* **YOUR GOAL**:
In the records below, tally the lines that contain the word "format" and give only that number.

[SOURCE MATERIAL — start]

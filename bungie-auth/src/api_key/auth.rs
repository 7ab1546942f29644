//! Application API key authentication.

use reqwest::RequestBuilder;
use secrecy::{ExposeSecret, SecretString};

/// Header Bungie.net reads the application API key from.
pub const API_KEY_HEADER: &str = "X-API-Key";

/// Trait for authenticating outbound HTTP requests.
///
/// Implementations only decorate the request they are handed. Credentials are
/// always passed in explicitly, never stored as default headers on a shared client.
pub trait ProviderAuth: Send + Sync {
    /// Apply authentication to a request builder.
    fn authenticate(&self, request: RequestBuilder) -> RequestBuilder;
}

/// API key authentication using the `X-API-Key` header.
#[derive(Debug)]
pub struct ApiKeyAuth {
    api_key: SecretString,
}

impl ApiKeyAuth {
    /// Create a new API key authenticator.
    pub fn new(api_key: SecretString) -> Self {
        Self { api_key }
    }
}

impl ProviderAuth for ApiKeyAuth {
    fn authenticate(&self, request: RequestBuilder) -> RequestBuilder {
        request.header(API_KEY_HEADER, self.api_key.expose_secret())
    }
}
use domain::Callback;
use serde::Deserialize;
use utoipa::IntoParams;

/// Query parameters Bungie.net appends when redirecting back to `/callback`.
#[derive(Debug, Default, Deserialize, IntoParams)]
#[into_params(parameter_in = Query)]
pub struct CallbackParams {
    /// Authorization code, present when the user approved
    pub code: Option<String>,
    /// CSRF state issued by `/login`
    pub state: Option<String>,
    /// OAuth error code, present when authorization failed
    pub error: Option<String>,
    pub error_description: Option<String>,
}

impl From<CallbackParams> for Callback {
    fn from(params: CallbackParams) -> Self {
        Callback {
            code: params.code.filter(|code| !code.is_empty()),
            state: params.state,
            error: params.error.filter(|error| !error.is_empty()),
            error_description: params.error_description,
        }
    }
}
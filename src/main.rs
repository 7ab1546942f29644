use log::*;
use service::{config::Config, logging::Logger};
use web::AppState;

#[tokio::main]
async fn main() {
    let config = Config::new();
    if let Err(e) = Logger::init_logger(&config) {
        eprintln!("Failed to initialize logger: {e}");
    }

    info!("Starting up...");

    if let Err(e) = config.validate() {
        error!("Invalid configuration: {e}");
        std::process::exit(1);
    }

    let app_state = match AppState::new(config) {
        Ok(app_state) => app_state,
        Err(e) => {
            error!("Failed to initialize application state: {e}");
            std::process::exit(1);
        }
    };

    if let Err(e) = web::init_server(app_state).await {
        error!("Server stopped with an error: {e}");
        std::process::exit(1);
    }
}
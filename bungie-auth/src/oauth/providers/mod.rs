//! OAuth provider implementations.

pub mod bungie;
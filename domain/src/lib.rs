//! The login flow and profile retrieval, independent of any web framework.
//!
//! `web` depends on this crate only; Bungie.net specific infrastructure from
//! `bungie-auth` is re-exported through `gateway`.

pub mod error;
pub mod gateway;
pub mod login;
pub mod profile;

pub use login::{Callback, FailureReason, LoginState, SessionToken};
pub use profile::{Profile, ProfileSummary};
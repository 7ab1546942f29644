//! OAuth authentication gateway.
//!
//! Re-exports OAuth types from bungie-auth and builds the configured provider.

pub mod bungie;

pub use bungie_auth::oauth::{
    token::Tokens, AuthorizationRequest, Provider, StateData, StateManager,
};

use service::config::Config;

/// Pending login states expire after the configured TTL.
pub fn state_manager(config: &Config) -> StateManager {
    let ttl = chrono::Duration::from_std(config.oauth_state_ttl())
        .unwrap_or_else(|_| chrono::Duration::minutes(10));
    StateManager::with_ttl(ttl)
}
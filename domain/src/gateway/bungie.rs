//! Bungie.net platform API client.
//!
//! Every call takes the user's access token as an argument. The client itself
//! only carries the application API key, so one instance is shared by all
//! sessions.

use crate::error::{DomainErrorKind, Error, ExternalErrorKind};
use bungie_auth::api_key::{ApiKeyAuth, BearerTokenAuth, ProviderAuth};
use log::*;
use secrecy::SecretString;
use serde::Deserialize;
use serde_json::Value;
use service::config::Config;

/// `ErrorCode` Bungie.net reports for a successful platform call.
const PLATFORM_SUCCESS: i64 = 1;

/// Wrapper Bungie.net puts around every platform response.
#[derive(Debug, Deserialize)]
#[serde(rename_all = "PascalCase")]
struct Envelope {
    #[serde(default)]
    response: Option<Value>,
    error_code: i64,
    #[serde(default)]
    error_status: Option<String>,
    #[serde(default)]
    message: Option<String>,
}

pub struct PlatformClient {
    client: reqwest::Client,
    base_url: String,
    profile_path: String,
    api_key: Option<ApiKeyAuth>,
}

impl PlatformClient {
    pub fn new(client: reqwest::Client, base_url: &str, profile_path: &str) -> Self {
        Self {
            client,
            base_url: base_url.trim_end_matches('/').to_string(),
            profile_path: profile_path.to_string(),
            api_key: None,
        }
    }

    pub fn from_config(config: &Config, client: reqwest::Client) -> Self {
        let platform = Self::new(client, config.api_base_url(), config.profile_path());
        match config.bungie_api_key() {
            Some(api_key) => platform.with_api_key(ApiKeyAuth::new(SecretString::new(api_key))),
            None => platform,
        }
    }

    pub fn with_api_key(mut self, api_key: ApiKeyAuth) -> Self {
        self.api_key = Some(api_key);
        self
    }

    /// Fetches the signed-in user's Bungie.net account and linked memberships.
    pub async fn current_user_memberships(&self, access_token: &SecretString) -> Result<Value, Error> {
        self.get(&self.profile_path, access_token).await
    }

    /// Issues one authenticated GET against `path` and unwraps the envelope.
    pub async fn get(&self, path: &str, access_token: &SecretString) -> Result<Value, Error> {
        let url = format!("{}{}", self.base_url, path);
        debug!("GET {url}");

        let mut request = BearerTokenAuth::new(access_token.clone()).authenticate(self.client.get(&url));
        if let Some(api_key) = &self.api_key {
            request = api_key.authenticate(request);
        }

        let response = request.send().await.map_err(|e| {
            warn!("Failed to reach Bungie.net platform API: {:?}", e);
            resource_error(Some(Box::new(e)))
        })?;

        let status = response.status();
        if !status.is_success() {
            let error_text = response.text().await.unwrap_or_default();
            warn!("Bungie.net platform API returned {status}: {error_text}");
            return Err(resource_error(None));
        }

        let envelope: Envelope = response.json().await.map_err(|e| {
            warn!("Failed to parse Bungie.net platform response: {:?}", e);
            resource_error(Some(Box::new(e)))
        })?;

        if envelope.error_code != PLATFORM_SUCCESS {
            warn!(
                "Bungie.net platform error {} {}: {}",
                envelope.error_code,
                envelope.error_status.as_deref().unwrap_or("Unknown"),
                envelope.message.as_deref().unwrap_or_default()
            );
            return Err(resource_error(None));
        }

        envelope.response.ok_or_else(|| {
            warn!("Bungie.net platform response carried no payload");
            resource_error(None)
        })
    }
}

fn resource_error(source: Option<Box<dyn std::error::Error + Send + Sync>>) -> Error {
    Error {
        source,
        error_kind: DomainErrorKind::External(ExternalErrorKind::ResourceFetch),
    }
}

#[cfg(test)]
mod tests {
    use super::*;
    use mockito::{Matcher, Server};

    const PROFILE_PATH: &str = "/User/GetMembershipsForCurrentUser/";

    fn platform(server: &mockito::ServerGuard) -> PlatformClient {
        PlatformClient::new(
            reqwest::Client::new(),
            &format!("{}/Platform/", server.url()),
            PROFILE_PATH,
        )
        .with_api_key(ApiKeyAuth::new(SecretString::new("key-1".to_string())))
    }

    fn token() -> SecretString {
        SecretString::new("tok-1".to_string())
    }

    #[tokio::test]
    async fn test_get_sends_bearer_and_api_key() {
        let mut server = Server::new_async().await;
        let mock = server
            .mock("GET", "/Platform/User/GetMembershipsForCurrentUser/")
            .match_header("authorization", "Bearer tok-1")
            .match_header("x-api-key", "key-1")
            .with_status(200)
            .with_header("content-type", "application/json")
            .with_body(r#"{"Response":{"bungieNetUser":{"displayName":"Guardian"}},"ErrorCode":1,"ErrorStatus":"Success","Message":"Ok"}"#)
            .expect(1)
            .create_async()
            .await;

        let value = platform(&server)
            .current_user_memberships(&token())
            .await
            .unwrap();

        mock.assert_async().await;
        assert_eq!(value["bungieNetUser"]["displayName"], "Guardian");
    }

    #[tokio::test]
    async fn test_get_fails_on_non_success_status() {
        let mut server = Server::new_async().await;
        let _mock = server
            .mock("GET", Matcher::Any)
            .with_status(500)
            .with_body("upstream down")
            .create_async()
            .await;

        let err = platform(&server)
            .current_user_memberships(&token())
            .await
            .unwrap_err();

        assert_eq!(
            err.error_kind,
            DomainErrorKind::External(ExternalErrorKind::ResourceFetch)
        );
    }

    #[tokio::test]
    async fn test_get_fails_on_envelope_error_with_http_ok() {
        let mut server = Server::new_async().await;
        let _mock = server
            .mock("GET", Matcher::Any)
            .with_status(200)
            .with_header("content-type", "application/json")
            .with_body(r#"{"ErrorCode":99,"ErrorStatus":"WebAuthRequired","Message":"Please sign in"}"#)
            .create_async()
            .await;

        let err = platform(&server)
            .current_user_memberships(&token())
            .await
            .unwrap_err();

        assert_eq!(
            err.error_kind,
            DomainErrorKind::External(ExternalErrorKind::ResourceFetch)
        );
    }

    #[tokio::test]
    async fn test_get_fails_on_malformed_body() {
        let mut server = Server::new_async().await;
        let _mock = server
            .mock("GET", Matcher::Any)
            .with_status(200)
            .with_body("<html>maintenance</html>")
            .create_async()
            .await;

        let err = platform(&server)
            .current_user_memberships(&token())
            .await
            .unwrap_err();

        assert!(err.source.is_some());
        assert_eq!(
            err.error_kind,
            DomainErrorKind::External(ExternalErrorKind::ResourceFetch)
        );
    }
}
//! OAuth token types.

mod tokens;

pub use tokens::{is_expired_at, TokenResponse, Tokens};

[SOURCE MATERIAL — finish]

* **RESPONSE TO THE EXERCISE**:
2